Brady Mary S, Noce Nikki S
J Clin Aesthet Dermatol. 2010 Mar;3(3):22-8.
There exists a strong belief among physicians and the lay public that pregnancy adversely affects survival in patients with melanoma. The authors asked if there was any evidence to support this in patients with clinically localized disease.
The authors reviewed the published literature on MEDLINE.
The authors found no compelling evidence in the literature that pregnancy has a negative impact on survival in patients with clinically localized cutaneous melanoma. Two recent population-based studies reported no negative impact of pregnancy on survival when pregnant melanoma patients were compared to nonpregnant gender-matched controls. A small increased risk of cause-specific death was noted in a recent population-based study, though this effect was small (HR, 1.52, p=0.47) and pregnant patients were more likely to have axial primary sites, which are associated with a poorer outcome.

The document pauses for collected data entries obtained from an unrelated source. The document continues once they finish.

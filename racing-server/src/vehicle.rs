use std::fmt;

use log::{debug, info, warn};
use rapier3d::na::Vector3;
use serde::{Deserialize, Serialize};
use snafu::{ResultExt, Snafu};

use crate::assets::ModelLibrary;
use crate::physics::{Material, PhysicsError, PhysicsSpace};
use crate::wheel::{Wheel, WheelConfig, WheelError, WheelSide};

#[derive(Debug, Snafu)]
#[snafu(context(suffix(Err)))]
#[snafu(visibility(pub))]
pub enum VehicleError {
    #[snafu(display("Failed to build the chassis"))]
    Chassis { source: PhysicsError },

    #[snafu(display("Failed to build wheel {corner}"))]
    BuildWheel { corner: WheelId, source: WheelError },

    #[snafu(display("Wheel {corner} rejected a command"))]
    Command { corner: WheelId, source: PhysicsError },
}

#[derive(Copy, Clone, Debug, Eq, PartialEq, Hash, Serialize, Deserialize)]
pub enum WheelId {
    FL,
    FR,
    RL,
    RR,
}

impl WheelId {
    pub fn as_str(&self) -> &'static str {
        match self {
            WheelId::FL => "FL",
            WheelId::FR => "FR",
            WheelId::RL => "RL",
            WheelId::RR => "RR",
        }
    }

    pub fn is_front(&self) -> bool {
        matches!(self, WheelId::FL | WheelId::FR)
    }

    pub fn side(&self) -> WheelSide {
        match self {
            WheelId::FL | WheelId::RL => WheelSide::Left,
            WheelId::FR | WheelId::RR => WheelSide::Right,
        }
    }
}

impl fmt::Display for WheelId {
    fn fmt(&self, f: &mut fmt::Formatter<'_>) -> fmt::Result {
        write!(f, "{}", self.as_str())
    }
}

#[derive(Debug, Clone, PartialEq, Serialize, Deserialize)]
pub struct WheelPlacement {
    pub corner: WheelId,
    pub offset: [f32; 3], // chassis local
    pub side: WheelSide,
    pub drive: bool,      // takes throttle
    pub steer: bool,      // takes steering
}

impl WheelPlacement {
    fn at(corner: WheelId, offset: [f32; 3]) -> Self {
        Self {
            corner,
            offset,
            side: corner.side(),
            drive: !corner.is_front(),
            steer: corner.is_front(),
        }
    }
}

#[derive(Debug, Clone, PartialEq, Serialize, Deserialize)]
#[serde(default)]
pub struct VehicleConfig {
    pub chassis_half_extents: [f32; 3], // [hx, hy, hz] meters
    pub chassis_mass: f32,              // kg
    pub spawn_height: f32,              // chassis y at spawn
    pub max_wheel_speed: f32,           // rad/s at full throttle
    pub steer_speed: f32,               // rad/s at full lock
    pub dead_zone: f32,                 // |input| below this counts as zero
    pub wheels: Vec<WheelPlacement>,
}

impl Default for VehicleConfig {
    fn default() -> Self {
        Self {
            chassis_half_extents: [1.6, 0.25, 1.0],
            chassis_mass: 40.0,
            spawn_height: 1.5,
            max_wheel_speed: 30.0,
            steer_speed: 2.0,
            dead_zone: 0.05,
            // Nose along -X, axles along Z: positive spin about local Z rolls
            // the car forward, and +Z is on the driver's left.
            wheels: vec![
                WheelPlacement::at(WheelId::FL, [-1.2, -0.3, 1.2]),
                WheelPlacement::at(WheelId::FR, [-1.2, -0.3, -1.2]),
                WheelPlacement::at(WheelId::RL, [1.2, -0.3, 1.2]),
                WheelPlacement::at(WheelId::RR, [1.2, -0.3, -1.2]),
            ],
        }
    }
}

#[derive(Debug, Clone, Copy, Default, PartialEq)]
pub struct ControlInput {
    pub throttle: f32, // -1..1
    pub steer: f32,    // -1..1
}

/// Command last sent to a group of wheels, so repeated inputs stay off the solver.
#[derive(Debug, Clone, Copy, PartialEq)]
enum Drive {
    Idle,
    Target(f32),
}

#[derive(Debug)]
pub struct VehicleWheel<S: PhysicsSpace> {
    pub placement: WheelPlacement,
    pub wheel: Wheel<S>,
}

#[derive(Debug)]
pub struct Vehicle<S: PhysicsSpace> {
    pub body: S::Body, // the chassis body
    pub wheels: Vec<VehicleWheel<S>>,
    max_wheel_speed: f32,
    steer_speed: f32,
    dead_zone: f32,
    traction: Drive,
    steering: Drive,
}

impl<S: PhysicsSpace> Vehicle<S> {
    /// Builds the chassis and its wheels. On failure everything created so
    /// far is removed again.
    pub fn spawn(
        space: &mut S,
        models: &mut ModelLibrary,
        position: [f32; 2],
        config: &VehicleConfig,
        wheel_config: &WheelConfig,
    ) -> Result<Self, VehicleError> {
        let [x, z] = position;
        let body = space.create_dynamic_body(Vector3::new(x, config.spawn_height, z));
        let wheels = match Self::build(space, models, body, config, wheel_config) {
            Ok(wheels) => wheels,
            Err(e) => {
                if let Err(cleanup) = space.remove_body(body) {
                    warn!("Failed to remove chassis {body:?} after a failed spawn: {cleanup}");
                }
                return Err(e);
            }
        };

        info!("Spawned vehicle {body:?} with {} wheels at {position:?}", wheels.len());
        Ok(Self {
            body,
            wheels,
            max_wheel_speed: config.max_wheel_speed,
            steer_speed: config.steer_speed,
            dead_zone: config.dead_zone,
            traction: Drive::Idle,
            steering: Drive::Idle,
        })
    }

    fn build(
        space: &mut S,
        models: &mut ModelLibrary,
        body: S::Body,
        config: &VehicleConfig,
        wheel_config: &WheelConfig,
    ) -> Result<Vec<VehicleWheel<S>>, VehicleError> {
        space
            .attach_box(body, "chassis", Vector3::from(config.chassis_half_extents))
            .context(ChassisErr)?;
        space.generate_physics_geometry(body).context(ChassisErr)?;
        space.set_mass(body, config.chassis_mass).context(ChassisErr)?;
        space.set_material(body, Material::Wood).context(ChassisErr)?;

        let mut wheels: Vec<VehicleWheel<S>> = Vec::with_capacity(config.wheels.len());
        for placement in &config.wheels {
            let built = Wheel::new(
                space,
                models,
                body,
                Vector3::from(placement.offset),
                placement.side,
                wheel_config,
            );
            match built {
                Ok(wheel) => wheels.push(VehicleWheel {
                    placement: placement.clone(),
                    wheel,
                }),
                Err(source) => {
                    for vw in wheels {
                        let corner = vw.placement.corner;
                        if let Err(cleanup) = vw.wheel.destroy(space) {
                            warn!("Failed to remove wheel {corner} after a failed spawn: {cleanup}");
                        }
                    }
                    return Err(source).context(BuildWheelErr {
                        corner: placement.corner,
                    });
                }
            }
        }
        Ok(wheels)
    }

    fn drive_for(&self, value: f32, scale: f32) -> Drive {
        let value = value.clamp(-1.0, 1.0);
        if value.abs() < self.dead_zone {
            Drive::Idle
        } else {
            Drive::Target(value * scale)
        }
    }

    /// Maps driver input onto the wheels: throttle on driven wheels,
    /// steering on steered ones.
    pub fn apply_input(&mut self, space: &mut S, input: ControlInput) -> Result<(), VehicleError> {
        let traction = self.drive_for(input.throttle, self.max_wheel_speed);
        if traction != self.traction {
            for vw in self.wheels.iter().filter(|vw| vw.placement.drive) {
                let result = match traction {
                    Drive::Idle => vw.wheel.stop(space),
                    Drive::Target(v) => vw.wheel.accelerate(space, v),
                };
                result.context(CommandErr {
                    corner: vw.placement.corner,
                })?;
            }
            debug!("Vehicle {:?} traction {:?}", self.body, traction);
            self.traction = traction;
        }

        let steering = self.drive_for(input.steer, self.steer_speed);
        if steering != self.steering {
            for vw in self.wheels.iter().filter(|vw| vw.placement.steer) {
                let result = match steering {
                    Drive::Idle => vw.wheel.unsteer(space),
                    Drive::Target(d) => vw.wheel.steer(space, d),
                };
                result.context(CommandErr {
                    corner: vw.placement.corner,
                })?;
            }
            debug!("Vehicle {:?} steering {:?}", self.body, steering);
            self.steering = steering;
        }
        Ok(())
    }

    /// Removes the wheels, then the chassis.
    pub fn despawn(self, space: &mut S) -> Result<(), PhysicsError> {
        for vw in self.wheels {
            vw.wheel.destroy(space)?;
        }
        space.remove_body(self.body)
    }
}
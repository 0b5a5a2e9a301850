//! Engine boundary: the handful of physics-space operations the wheel and
//! vehicle code relies on. `rapier` is the live backend, `memory` records
//! configuration calls without simulating anything.

pub mod memory;
pub mod rapier;

use std::fmt::Debug;

use rapier3d::na::Vector3;
use serde::{Deserialize, Serialize};
use snafu::Snafu;

use crate::assets::MeshRef;

pub use memory::MemorySpace;
pub use rapier::PhysicsWorld;

#[derive(Debug, Snafu)]
#[snafu(context(suffix(Err)))]
#[snafu(visibility(pub))]
pub enum PhysicsError {
    #[snafu(display("Unknown body handle {body}"))]
    UnknownBody { body: String },

    #[snafu(display("Unknown joint handle {joint}"))]
    UnknownJoint { joint: String },

    #[snafu(display("Unknown rotational axis {axis}"))]
    UnknownAxis { axis: String },

    #[snafu(display("Rotational axis {axis} has no direction yet"))]
    UndirectedAxis { axis: String },

    #[snafu(display("Axis direction {direction:?} is not a unit local axis"))]
    UnsupportedDirection { direction: [f32; 3] },

    #[snafu(display("Joint {joint} already rotates about {direction:?}"))]
    DuplicateAxis { joint: String, direction: [f32; 3] },

    #[snafu(display("Mass must be strictly positive, got {mass}"))]
    InvalidMass { mass: f32 },

    #[snafu(display("Scale must be strictly positive, got {scale}"))]
    InvalidScale { scale: f32 },
}

/// Surface material of a body. Only drives contact coefficients.
#[derive(Debug, Clone, Copy, PartialEq, Eq, Default, Serialize, Deserialize)]
#[serde(rename_all = "lowercase")]
pub enum Material {
    #[default]
    Default,
    Rubber,
    Wood,
    Ice,
}

impl Material {
    pub fn friction(&self) -> f32 {
        match self {
            Material::Default => 0.5,
            Material::Rubber => 1.2,
            Material::Wood => 0.6,
            Material::Ice => 0.05,
        }
    }

    pub fn restitution(&self) -> f32 {
        match self {
            Material::Default => 0.1,
            Material::Rubber => 0.4,
            Material::Wood => 0.2,
            Material::Ice => 0.05,
        }
    }
}

/// Operations a physics/scene engine must provide to host wheels and vehicles.
///
/// Objects are addressed through `Copy` handles, the way rapier addresses
/// bodies and joints. A rotational axis is one angular degree of freedom of
/// a joint; it is inert until a direction has been set.
pub trait PhysicsSpace {
    type Body: Copy + Eq + Debug;
    type Joint: Copy + Eq + Debug;
    type Axis: Copy + Eq + Debug;

    fn body_translation(&self, body: Self::Body) -> Result<Vector3<f32>, PhysicsError>;
    fn create_dynamic_body(&mut self, translation: Vector3<f32>) -> Self::Body;
    fn remove_body(&mut self, body: Self::Body) -> Result<(), PhysicsError>;

    /// Records a sphere primitive. It only collides after `generate_physics_geometry`.
    fn attach_sphere(&mut self, body: Self::Body, name: &str, scale: f32) -> Result<(), PhysicsError>;
    /// Records a box primitive with the given half extents.
    fn attach_box(
        &mut self,
        body: Self::Body,
        name: &str,
        half_extents: Vector3<f32>,
    ) -> Result<(), PhysicsError>;
    fn generate_physics_geometry(&mut self, body: Self::Body) -> Result<(), PhysicsError>;
    fn attach_mesh(&mut self, body: Self::Body, mesh: MeshRef) -> Result<(), PhysicsError>;
    fn set_mass(&mut self, body: Self::Body, mass: f32) -> Result<(), PhysicsError>;
    fn set_material(&mut self, body: Self::Body, material: Material) -> Result<(), PhysicsError>;
    fn set_visual_scale(&mut self, body: Self::Body, scale: f32) -> Result<(), PhysicsError>;

    fn create_joint(&mut self, first: Self::Body, second: Self::Body) -> Result<Self::Joint, PhysicsError>;
    /// Anchor in the first body's local frame.
    fn set_joint_anchor(&mut self, joint: Self::Joint, anchor: Vector3<f32>) -> Result<(), PhysicsError>;
    fn create_rotational_axis(&mut self, joint: Self::Joint) -> Result<Self::Axis, PhysicsError>;

    fn set_axis_direction(&mut self, axis: Self::Axis, direction: Vector3<f32>) -> Result<(), PhysicsError>;
    fn set_relative_to_second(&mut self, axis: Self::Axis, relative: bool) -> Result<(), PhysicsError>;
    fn set_available_acceleration(&mut self, axis: Self::Axis, acceleration: f32) -> Result<(), PhysicsError>;
    fn set_desired_velocity(&mut self, axis: Self::Axis, velocity: f32) -> Result<(), PhysicsError>;
    fn set_position_minimum(&mut self, axis: Self::Axis, min: f32) -> Result<(), PhysicsError>;
    fn set_position_maximum(&mut self, axis: Self::Axis, max: f32) -> Result<(), PhysicsError>;
}

/// Local coordinate axis (0 = X, 1 = Y, 2 = Z) matching a unit direction of either sign.
pub(crate) fn principal_axis(direction: Vector3<f32>) -> Option<usize> {
    const EPS: f32 = 1e-4;
    if (direction.norm() - 1.0).abs() > EPS {
        return None;
    }
    (0..3).find(|&i| (direction[i].abs() - 1.0).abs() < EPS)
}

#[inline]
pub(crate) fn v3(v: Vector3<f32>) -> [f32; 3] {
    [v.x, v.y, v.z]
}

There is no compelling evidence that pregnancy adversely affects outcome in melanoma patients who have clinically localized disease. Continuing to recommend a delay in childbearing for these patients is not supported by the published medical literature.
医生和普通大众都坚信,怀孕会对黑色素瘤患者的生存产生不利影响。作者探讨了对于临床局限性疾病患者,是否有证据支持这一观点。
作者检索了MEDLINE上的已发表文献。
作者在文献中未发现令人信服的证据表明怀孕会对临床局限性皮肤黑色素瘤患者的生存产生负面影响。最近两项基于人群的研究报告称,将怀孕的黑色素瘤患者与未怀孕的性别匹配对照进行比较时,怀孕对生存没有负面影响。最近一项基于人群的研究发现特定病因死亡风险略有增加,不过这种影响很小(风险比,1.52;P = 0.47),且怀孕患者更有可能出现轴向原发部位,而这与较差的预后相关。
没有令人信服的证据表明怀孕会对患有临床局限性疾病的黑色素瘤患者的预后产生不利影响。已发表的医学文献并不支持继续建议这些患者推迟生育。